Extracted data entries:
┄┄┄┄┄┄┄┄┄┄┄┄┄┄┄┄┄┄┄┄

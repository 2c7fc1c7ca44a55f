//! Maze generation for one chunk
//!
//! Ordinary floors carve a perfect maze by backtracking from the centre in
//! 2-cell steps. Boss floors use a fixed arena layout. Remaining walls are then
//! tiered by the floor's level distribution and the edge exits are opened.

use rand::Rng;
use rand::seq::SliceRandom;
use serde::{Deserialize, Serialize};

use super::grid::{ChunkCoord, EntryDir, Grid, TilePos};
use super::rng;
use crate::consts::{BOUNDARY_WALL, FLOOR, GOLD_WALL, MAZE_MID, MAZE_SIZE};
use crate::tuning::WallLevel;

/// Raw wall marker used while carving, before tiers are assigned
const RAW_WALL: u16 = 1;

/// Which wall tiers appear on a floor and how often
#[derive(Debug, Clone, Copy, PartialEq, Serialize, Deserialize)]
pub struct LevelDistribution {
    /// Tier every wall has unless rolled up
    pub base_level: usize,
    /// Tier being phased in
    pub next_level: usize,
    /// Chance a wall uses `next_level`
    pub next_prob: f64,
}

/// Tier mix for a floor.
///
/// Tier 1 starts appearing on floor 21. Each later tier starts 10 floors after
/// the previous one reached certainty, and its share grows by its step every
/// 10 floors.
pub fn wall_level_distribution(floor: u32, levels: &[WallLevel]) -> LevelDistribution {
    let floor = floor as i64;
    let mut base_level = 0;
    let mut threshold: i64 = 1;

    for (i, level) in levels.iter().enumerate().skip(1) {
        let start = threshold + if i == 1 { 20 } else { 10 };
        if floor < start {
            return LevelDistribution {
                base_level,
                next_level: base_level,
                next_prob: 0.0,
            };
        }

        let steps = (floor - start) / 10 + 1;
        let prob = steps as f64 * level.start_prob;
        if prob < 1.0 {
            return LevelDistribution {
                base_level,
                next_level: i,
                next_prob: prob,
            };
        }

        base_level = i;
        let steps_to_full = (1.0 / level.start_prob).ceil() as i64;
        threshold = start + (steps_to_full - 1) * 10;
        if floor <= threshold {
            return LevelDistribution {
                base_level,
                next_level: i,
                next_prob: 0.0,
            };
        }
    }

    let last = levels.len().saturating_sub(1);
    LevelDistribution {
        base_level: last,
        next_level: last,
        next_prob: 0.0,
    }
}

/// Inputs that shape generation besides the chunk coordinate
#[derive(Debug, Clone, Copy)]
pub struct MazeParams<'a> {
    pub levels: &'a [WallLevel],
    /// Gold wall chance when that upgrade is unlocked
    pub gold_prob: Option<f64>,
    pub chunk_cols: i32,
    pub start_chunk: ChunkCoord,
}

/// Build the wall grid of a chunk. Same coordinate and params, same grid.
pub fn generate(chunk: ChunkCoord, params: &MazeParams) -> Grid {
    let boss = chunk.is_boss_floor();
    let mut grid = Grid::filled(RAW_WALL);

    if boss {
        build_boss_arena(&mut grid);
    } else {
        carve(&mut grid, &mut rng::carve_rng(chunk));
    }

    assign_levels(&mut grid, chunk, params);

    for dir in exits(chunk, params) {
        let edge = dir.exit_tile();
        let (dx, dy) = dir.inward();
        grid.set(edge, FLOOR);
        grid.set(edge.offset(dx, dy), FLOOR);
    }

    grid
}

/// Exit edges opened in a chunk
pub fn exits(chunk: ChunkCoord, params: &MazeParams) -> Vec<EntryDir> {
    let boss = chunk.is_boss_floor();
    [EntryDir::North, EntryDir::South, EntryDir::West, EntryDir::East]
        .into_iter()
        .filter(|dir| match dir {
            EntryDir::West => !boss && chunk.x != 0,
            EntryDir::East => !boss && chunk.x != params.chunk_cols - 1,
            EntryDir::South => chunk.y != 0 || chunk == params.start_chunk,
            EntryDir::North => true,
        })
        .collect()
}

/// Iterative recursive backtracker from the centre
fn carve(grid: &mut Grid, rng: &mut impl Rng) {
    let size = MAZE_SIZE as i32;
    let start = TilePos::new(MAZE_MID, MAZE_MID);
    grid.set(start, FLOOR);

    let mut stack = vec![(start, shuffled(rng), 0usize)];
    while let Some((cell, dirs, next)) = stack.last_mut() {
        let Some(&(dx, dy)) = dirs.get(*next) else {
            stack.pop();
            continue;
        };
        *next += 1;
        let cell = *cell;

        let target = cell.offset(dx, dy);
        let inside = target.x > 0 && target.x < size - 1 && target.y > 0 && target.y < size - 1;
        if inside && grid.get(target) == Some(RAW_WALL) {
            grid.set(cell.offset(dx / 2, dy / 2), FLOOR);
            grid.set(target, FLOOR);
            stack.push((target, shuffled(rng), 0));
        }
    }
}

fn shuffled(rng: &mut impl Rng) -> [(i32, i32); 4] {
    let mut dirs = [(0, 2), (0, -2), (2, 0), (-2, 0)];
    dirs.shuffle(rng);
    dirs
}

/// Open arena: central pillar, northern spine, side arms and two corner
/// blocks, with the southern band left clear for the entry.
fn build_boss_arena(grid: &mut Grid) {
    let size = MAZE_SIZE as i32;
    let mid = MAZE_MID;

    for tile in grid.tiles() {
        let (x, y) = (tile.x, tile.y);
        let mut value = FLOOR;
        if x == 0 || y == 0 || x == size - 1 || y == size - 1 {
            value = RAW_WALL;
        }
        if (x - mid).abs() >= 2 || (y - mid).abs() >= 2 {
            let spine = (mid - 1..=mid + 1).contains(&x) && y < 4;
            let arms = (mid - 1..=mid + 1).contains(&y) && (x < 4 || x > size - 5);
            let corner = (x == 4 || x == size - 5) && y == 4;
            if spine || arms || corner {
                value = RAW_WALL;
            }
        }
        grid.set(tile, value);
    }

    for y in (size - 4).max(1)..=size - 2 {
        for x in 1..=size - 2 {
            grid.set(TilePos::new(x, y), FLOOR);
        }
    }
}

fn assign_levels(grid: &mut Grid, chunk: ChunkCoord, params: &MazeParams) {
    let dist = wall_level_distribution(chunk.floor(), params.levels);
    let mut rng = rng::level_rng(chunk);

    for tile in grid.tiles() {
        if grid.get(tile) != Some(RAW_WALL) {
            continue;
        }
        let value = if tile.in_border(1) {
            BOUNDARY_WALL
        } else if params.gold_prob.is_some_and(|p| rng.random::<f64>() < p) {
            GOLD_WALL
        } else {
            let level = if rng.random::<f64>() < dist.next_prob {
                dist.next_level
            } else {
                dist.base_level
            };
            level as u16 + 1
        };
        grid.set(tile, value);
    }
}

┄┄┄┄┄┄┄┄┄┄┄┄┄┄┄┄┄┄┄┄

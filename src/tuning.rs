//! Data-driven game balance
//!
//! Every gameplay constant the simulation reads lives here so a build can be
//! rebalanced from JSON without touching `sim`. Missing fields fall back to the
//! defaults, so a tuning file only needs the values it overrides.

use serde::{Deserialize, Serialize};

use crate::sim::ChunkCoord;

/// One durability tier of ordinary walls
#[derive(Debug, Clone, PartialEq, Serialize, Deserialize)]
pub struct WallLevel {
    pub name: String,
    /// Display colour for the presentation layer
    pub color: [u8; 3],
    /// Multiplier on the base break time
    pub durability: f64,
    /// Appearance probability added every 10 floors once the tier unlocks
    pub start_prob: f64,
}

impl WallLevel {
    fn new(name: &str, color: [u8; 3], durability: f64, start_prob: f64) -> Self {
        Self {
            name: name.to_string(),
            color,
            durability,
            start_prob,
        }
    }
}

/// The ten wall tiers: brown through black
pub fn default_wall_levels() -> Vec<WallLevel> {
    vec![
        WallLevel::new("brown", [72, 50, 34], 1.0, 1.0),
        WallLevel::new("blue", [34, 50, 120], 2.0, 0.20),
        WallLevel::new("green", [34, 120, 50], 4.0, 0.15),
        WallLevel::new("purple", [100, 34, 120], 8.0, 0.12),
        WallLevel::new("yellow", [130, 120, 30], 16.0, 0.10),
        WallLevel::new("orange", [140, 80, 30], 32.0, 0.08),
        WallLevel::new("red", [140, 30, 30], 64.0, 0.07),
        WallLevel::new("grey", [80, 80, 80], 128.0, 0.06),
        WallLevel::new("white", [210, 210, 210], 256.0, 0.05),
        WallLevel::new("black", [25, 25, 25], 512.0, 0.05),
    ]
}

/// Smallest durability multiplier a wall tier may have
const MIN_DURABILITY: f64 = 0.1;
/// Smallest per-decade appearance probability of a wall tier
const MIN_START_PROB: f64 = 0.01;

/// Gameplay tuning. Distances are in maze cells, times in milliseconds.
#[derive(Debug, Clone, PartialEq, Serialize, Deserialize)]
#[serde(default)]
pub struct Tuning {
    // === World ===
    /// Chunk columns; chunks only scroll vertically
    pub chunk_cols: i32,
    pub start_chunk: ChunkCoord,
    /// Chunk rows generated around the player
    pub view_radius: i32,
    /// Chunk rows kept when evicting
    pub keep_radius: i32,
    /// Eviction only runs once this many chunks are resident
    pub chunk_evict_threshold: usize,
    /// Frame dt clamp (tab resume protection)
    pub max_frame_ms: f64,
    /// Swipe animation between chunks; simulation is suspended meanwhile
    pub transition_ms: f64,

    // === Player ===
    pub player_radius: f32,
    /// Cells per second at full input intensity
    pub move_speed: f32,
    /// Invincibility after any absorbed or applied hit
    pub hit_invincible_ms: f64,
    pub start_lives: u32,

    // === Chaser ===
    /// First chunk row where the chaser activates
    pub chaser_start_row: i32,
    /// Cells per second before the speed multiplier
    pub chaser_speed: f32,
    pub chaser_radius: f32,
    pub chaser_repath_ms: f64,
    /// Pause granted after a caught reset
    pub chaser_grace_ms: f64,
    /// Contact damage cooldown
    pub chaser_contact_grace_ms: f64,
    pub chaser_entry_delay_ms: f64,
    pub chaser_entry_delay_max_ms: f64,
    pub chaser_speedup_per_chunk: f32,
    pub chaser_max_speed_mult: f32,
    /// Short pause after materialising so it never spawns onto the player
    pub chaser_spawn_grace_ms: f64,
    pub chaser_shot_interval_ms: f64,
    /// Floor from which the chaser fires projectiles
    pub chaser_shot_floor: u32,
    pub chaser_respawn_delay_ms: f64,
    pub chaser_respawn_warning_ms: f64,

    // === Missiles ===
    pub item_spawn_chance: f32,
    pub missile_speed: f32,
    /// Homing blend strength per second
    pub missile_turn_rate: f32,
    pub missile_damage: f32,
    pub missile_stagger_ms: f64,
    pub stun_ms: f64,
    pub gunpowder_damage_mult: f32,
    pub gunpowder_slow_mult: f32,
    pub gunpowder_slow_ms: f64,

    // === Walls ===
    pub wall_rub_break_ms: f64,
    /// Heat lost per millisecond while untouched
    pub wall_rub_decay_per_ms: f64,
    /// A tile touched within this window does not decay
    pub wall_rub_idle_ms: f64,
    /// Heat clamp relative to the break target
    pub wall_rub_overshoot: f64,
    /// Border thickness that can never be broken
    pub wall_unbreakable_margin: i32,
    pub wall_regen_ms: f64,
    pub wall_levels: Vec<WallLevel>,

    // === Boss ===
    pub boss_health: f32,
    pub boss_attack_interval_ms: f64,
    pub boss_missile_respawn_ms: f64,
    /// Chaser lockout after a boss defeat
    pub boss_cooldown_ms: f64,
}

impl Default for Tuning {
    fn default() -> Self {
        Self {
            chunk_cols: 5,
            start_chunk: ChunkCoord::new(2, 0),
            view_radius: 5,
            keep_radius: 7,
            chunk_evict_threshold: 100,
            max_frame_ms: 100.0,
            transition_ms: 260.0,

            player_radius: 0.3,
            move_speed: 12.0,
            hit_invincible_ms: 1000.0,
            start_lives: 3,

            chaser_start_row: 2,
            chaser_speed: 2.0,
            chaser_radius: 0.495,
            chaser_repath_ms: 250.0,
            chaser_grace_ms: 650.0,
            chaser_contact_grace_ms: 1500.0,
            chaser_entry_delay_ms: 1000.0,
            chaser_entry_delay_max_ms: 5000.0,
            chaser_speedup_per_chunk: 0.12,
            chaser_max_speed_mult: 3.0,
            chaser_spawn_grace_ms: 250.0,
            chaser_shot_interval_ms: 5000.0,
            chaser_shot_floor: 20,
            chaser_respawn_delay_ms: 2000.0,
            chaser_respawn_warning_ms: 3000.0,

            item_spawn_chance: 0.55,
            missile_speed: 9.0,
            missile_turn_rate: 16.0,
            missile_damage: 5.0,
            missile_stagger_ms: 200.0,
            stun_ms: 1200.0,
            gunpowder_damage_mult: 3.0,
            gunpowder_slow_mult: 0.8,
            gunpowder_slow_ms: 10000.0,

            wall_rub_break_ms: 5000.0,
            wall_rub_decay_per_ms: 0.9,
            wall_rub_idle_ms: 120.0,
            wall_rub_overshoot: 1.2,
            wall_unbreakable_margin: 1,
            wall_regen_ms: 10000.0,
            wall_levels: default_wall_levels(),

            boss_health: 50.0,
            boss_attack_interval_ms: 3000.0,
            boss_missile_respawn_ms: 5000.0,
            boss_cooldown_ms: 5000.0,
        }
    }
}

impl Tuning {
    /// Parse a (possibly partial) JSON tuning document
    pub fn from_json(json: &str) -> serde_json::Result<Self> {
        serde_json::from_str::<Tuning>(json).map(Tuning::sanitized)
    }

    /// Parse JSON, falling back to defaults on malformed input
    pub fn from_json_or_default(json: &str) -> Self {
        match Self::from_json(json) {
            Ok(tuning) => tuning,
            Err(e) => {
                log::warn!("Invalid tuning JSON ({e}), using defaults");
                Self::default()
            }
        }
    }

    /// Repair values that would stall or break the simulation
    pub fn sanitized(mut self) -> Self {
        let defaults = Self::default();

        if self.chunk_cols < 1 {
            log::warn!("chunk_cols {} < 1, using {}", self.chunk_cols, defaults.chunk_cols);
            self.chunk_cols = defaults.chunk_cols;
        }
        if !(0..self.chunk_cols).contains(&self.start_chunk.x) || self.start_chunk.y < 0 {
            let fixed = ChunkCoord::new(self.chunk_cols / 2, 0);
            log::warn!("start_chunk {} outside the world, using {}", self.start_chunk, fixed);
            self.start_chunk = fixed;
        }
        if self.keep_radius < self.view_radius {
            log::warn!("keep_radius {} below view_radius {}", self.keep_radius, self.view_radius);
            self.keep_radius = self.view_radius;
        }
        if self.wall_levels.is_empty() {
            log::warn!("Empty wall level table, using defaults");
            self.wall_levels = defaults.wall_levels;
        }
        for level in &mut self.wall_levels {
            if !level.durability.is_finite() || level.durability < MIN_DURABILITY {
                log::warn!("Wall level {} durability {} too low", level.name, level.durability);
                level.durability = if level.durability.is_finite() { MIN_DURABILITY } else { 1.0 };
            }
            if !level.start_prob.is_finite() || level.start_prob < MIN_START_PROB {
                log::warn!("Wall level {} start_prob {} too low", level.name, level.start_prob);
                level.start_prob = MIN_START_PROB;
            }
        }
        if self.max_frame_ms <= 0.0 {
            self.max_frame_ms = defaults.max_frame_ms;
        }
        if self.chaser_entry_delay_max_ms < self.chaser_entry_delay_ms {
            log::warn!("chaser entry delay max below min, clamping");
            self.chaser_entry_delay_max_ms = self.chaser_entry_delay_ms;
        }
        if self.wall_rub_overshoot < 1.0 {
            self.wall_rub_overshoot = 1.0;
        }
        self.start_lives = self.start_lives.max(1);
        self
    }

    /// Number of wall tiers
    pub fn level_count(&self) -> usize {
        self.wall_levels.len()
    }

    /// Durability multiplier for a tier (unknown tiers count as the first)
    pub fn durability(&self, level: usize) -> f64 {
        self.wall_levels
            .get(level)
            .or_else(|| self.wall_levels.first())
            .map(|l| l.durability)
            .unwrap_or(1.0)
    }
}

┄┄┄┄┄┄┄┄┄┄┄┄┄┄┄┄┄┄┄┄

TRY IT:
In the records above, find each line with the word "derive" and copy it out.

EXPECTED ANSWER:
#[derive(Debug, Clone, Copy, PartialEq, Serialize, Deserialize)]
#[derive(Debug, Clone, Copy)]
#[derive(Debug, Clone, PartialEq, Serialize, Deserialize)]
#[derive(Debug, Clone, PartialEq, Serialize, Deserialize)]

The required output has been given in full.